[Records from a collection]
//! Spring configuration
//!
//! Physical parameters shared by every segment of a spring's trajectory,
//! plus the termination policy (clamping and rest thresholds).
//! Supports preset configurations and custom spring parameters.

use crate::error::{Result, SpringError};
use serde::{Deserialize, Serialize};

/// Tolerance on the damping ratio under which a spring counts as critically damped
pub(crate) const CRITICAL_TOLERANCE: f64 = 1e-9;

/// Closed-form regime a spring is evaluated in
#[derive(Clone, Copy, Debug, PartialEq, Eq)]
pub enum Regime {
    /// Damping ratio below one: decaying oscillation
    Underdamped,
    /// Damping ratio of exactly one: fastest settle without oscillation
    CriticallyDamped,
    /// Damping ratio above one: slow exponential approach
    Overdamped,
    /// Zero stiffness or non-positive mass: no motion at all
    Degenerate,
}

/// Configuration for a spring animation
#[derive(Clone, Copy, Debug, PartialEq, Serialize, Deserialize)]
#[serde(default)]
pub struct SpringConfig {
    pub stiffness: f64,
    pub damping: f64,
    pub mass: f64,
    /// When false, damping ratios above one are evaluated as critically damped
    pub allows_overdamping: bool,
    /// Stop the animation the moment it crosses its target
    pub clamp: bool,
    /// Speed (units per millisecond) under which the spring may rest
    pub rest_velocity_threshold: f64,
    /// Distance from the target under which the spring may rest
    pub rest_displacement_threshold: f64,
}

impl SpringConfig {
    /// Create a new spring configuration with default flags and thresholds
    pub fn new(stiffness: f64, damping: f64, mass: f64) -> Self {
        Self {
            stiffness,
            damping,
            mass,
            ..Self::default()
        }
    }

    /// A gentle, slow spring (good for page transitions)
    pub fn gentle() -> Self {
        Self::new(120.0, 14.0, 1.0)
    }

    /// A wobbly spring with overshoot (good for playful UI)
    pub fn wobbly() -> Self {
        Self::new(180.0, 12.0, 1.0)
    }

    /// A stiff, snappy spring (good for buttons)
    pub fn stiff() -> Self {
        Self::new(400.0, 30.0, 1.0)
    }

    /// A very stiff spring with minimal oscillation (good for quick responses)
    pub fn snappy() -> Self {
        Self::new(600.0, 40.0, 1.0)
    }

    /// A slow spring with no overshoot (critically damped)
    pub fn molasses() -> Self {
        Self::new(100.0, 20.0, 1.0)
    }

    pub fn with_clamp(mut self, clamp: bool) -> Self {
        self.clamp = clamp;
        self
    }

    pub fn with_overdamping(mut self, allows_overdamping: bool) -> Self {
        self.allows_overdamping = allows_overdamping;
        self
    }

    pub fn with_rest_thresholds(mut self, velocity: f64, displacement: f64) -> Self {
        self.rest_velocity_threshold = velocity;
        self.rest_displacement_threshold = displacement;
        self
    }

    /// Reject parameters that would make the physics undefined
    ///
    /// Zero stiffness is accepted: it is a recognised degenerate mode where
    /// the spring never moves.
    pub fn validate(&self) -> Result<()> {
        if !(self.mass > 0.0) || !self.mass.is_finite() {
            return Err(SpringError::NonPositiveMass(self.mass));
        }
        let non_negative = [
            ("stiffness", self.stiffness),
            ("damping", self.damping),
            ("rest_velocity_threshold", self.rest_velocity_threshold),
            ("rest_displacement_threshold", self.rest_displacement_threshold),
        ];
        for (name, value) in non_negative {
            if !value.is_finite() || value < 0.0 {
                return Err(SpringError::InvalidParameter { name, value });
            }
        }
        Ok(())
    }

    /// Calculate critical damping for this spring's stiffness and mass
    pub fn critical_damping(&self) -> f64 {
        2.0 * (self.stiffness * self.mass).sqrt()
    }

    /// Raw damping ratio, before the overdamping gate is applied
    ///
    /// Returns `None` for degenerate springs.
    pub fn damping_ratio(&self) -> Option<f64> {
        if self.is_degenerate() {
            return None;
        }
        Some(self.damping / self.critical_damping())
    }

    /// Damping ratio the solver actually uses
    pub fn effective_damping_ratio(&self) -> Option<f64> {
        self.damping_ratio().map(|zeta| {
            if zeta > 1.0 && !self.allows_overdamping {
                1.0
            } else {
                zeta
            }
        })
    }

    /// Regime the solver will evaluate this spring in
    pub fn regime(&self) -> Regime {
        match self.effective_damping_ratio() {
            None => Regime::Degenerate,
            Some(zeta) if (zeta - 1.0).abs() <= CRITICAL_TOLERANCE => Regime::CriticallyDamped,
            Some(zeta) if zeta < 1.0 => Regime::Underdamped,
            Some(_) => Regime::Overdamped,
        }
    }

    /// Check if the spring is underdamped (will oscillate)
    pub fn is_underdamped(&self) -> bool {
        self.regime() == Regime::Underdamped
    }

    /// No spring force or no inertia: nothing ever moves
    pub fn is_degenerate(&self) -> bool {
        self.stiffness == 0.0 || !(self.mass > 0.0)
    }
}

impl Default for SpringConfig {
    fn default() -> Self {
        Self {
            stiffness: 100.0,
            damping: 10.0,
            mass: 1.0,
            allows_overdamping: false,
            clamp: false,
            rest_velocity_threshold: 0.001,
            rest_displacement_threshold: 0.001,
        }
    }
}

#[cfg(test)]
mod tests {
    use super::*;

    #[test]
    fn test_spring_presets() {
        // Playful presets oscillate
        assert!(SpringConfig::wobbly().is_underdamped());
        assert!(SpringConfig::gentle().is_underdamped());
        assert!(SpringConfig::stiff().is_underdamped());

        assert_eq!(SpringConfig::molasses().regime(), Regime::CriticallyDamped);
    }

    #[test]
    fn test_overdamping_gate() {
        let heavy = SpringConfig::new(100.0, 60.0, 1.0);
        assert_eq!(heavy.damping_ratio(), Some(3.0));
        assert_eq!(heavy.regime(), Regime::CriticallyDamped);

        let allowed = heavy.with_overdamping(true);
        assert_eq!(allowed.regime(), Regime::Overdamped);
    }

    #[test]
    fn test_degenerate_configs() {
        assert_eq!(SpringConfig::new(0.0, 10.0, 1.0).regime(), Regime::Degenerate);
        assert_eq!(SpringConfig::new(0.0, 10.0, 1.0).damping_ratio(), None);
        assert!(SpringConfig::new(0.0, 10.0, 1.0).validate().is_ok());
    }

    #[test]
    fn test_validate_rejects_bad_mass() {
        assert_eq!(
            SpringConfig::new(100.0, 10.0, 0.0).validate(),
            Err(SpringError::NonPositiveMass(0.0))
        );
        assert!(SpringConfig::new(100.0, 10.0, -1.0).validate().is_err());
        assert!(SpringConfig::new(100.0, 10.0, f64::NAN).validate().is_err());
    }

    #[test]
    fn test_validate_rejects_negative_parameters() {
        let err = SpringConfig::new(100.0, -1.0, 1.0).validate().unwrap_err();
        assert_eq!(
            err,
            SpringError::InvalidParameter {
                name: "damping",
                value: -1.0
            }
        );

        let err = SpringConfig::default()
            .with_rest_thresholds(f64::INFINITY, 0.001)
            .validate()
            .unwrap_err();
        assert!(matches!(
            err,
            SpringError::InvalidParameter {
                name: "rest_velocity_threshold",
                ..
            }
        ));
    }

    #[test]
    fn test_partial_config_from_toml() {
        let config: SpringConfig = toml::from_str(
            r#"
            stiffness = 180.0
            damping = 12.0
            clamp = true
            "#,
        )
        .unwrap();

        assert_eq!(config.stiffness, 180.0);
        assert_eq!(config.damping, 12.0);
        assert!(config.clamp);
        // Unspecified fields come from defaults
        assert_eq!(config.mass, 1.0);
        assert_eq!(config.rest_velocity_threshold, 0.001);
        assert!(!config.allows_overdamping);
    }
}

*ASSIGNMENT*
Each line in the entries above that includes the string "solver" should be extracted.

*OUTPUT OF THE EXERCISE*
    /// Damping ratio the solver actually uses
    /// Regime the solver will evaluate this spring in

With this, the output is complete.